Terugblik (2004-2016)
In de periode 2004-2016 zijn diverse activiteiten ondernomen waaronder:

  • publicatie van een tweetalig Sarnámi (Surinaams Hindostaanse taal)-Nederlands woordenboek (2004);
  • publicatie van 500 spreekwoorden en gezegden uit het Sarnámi en Hindi met Nederlandse vertaling en equivalenten (2006);
  • onderzoek naar en publicatie over de positie van Hindostaanse ouderen in Nederland (2008);
  • publicatie tweetalig Hindi-Nederlands woor­den­boek (2016);
  • studiemiddagen, seminars en lezingen, onder meer: lezing over de positie van het Sarnámi in Nederland, themamiddag over het Hindostaanse gedachtegoed in hedendaagse context, lezing­en over Hindostaanse immigratie, verhande­lingen over integratie aan de hand van het driecirkelmodel van de heer Adhin;
  • advisering met betrekking tot en bijdrages in diverse publicaties waaronder een jaarkalender ter gelegenheid van 30 jaar Onafhankelijkheid van Suriname;
  • kleine netwerkbijeenkomsten tijdens bezoeken van buitenlandse gasten;
  • aanzet tot verzameling van foto’s voor het uitbrengen van een historisch foto­boek over de Hindostaanse geschiedenis en over Hindostaanse vrouwen in het bijzonder.
  • verzamelen en inscannen van materiaal om dit digitaal toegankelijk te maken.

Periode 2017-2021
De ambitie van JAI wordt geleid door kwaliteit, niet door kwantiteit. In deze periode is het accent gelegd op digitale informatie- en kennisoverdracht. Vooral jonge­ren lijken minder behoefte te hebben aan fysieke bijeenkomsten. Met Sampreshan is gewerkt aan de opbouw van de website Hindorama.com die op 5 juni 2019 is gelanceerd. Exploitatie van de website is in handen van Sampreshan en de betrokkenheid van JAI bestaat voornamelijk uit het leveren van inhoudelijke expertise, redactionele bijdragen en bewaken van de kwaliteit van de content.

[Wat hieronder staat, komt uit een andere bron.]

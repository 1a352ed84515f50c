//! Pre-exported dataset loading.
//!
//! The static-export tool writes each dashboard dataset to its own JSON
//! file. When `STATIC_DATA_DIR` points at such a directory, the files found
//! there are loaded once at startup and served verbatim for the matching
//! endpoints; datasets without a file fall through to live generation.

use anyhow::{Context, Result};
use std::path::Path;

/// Per-dataset static payloads, each present only when its file exists.
#[derive(Debug, Clone, Default)]
pub struct StaticData {
    pub metrics: Option<serde_json::Value>,
    pub timeseries: Option<serde_json::Value>,
    pub regional_breakdown: Option<serde_json::Value>,
    pub hotspots: Option<serde_json::Value>,
    pub land_use: Option<serde_json::Value>,
    pub heat_distribution: Option<serde_json::Value>,
}

impl StaticData {
    /// Load static datasets from a directory of JSON files.
    ///
    /// A missing directory yields the empty default (everything computed
    /// live); a file that exists but fails to parse is a startup error.
    pub fn load_from_dir(dir: &str) -> Result<Self> {
        let path = Path::new(dir);

        if !path.exists() {
            tracing::warn!("Static data directory {} does not exist, serving live data", dir);
            return Ok(Self::default());
        }

        let data = Self {
            metrics: load_optional(path, "metrics.json")?,
            timeseries: load_optional(path, "timeseries.json")?,
            regional_breakdown: load_optional(path, "regional_breakdown.json")?,
            hotspots: load_optional(path, "hotspots.geojson")?,
            land_use: load_optional(path, "land_use.json")?,
            heat_distribution: load_optional(path, "heat_distribution.json")?,
        };

        tracing::info!("Loaded {} static datasets from {}", data.loaded_count(), dir);

        Ok(data)
    }

    /// Number of datasets with a static payload.
    pub fn loaded_count(&self) -> usize {
        [
            self.metrics.is_some(),
            self.timeseries.is_some(),
            self.regional_breakdown.is_some(),
            self.hotspots.is_some(),
            self.land_use.is_some(),
            self.heat_distribution.is_some(),
        ]
        .iter()
        .filter(|&&loaded| loaded)
        .count()
    }
}

fn load_optional(dir: &Path, file_name: &str) -> Result<Option<serde_json::Value>> {
    let file_path = dir.join(file_name);
    if !file_path.exists() {
        return Ok(None);
    }

    let content = std::fs::read_to_string(&file_path)
        .with_context(|| format!("Failed to read: {:?}", file_path))?;
    let value = serde_json::from_str(&content)
        .with_context(|| format!("Failed to parse: {:?}", file_path))?;

    Ok(Some(value))
}
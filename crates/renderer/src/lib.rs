//! Image rendering for the dashboard layer previews.
//!
//! Pipeline: bilinear resample to the preview size, colorize through an
//! evenly-spaced ramp, encode as RGBA PNG, wrap in a base64 data URI.

pub mod error;
pub mod gradient;
pub mod png;
pub mod preview;
pub mod ramp;

pub use error::{RenderError, RenderResult};
pub use gradient::{interpolate_color, render_grid, resample_grid, Color};
pub use preview::{render_data_uri, PREVIEW_HEIGHT, PREVIEW_WIDTH};
pub use ramp::{duhi_ramp, hex_to_color, lst_ramp, ndvi_ramp, ColorRamp};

JAI heeft inmiddels een aantal publicaties van Jnan Adhin via de Hindorama.com digitaal toegankelijk gemaakt als een eerste stap naar een digitale bibliotheek. JAI is zich ervan bewust dat zo een bibliotheek een ambitieus project is dat de nodige voorbereiding en financiering zal vergen. Dit blijft een ambitie voor de toekomst.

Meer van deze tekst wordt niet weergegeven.